Stored entries:
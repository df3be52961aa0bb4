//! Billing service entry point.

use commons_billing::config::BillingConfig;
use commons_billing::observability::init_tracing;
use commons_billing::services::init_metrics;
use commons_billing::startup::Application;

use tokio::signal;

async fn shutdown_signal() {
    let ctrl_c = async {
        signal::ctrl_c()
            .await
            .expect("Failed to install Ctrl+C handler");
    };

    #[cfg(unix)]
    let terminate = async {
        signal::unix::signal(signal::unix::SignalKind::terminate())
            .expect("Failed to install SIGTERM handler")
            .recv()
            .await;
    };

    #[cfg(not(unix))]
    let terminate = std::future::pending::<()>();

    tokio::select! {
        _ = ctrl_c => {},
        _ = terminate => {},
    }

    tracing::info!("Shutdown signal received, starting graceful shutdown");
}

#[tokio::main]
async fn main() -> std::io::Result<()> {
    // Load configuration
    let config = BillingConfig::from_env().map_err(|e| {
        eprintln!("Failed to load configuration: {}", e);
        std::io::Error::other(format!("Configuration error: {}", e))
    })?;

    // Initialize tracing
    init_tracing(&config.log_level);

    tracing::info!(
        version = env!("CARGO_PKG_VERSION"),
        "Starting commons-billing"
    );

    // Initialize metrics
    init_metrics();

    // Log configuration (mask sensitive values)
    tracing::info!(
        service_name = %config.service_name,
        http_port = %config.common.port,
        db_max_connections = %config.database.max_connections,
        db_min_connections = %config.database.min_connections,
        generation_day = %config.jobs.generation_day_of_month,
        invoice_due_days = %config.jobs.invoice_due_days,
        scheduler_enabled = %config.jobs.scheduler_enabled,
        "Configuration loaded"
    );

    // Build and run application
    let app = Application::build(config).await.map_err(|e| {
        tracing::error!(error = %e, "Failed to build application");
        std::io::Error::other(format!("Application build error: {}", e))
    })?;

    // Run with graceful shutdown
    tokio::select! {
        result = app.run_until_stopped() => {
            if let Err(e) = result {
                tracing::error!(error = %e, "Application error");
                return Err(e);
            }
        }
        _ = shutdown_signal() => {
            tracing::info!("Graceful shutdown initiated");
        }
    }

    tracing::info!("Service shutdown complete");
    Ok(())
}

...

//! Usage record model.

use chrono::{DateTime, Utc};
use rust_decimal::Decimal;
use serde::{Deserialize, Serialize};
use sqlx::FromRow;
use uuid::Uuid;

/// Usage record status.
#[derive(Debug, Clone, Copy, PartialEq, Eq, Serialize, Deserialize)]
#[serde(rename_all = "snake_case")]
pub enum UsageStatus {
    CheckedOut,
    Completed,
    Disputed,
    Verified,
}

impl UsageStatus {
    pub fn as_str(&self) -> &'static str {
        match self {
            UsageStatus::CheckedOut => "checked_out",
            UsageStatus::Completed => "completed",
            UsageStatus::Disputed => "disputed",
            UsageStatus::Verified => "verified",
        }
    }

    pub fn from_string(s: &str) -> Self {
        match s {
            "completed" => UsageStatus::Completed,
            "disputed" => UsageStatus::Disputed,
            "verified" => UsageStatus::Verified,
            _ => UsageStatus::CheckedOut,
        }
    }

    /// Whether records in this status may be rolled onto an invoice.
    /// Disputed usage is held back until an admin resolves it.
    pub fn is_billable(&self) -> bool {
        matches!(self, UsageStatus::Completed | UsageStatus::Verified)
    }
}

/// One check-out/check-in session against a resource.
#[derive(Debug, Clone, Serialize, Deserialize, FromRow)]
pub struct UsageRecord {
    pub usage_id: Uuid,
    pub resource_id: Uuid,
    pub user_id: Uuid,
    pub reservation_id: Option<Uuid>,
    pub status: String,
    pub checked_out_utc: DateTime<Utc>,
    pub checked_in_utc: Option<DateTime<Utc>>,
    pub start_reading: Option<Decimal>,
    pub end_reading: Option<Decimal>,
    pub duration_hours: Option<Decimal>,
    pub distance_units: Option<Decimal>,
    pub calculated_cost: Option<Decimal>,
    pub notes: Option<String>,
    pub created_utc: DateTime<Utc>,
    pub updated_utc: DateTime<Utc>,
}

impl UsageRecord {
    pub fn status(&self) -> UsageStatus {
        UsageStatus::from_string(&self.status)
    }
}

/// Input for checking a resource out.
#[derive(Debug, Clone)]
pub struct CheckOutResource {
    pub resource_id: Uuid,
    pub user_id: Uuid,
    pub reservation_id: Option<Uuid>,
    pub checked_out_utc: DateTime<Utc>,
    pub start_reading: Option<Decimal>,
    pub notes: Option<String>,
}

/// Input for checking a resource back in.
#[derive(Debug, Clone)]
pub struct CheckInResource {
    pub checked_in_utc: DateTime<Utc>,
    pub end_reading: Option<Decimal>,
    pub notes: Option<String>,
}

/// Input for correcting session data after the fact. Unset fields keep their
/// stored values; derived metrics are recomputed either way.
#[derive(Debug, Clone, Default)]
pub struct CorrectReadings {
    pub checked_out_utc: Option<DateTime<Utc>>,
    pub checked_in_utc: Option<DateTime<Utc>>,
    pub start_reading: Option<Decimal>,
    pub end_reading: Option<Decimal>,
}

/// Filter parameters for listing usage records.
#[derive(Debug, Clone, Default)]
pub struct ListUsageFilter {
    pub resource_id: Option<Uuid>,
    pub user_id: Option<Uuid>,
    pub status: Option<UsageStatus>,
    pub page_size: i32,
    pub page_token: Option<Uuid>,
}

What is being asked:
Find each line in the data above with the word "DateTime", then copy it.

Output:
use chrono::{DateTime, Utc};
    pub checked_out_utc: DateTime<Utc>,
    pub checked_in_utc: Option<DateTime<Utc>>,
    pub created_utc: DateTime<Utc>,
    pub updated_utc: DateTime<Utc>,
    pub checked_out_utc: DateTime<Utc>,
    pub checked_in_utc: DateTime<Utc>,
    pub checked_out_utc: Option<DateTime<Utc>>,
    pub checked_in_utc: Option<DateTime<Utc>>,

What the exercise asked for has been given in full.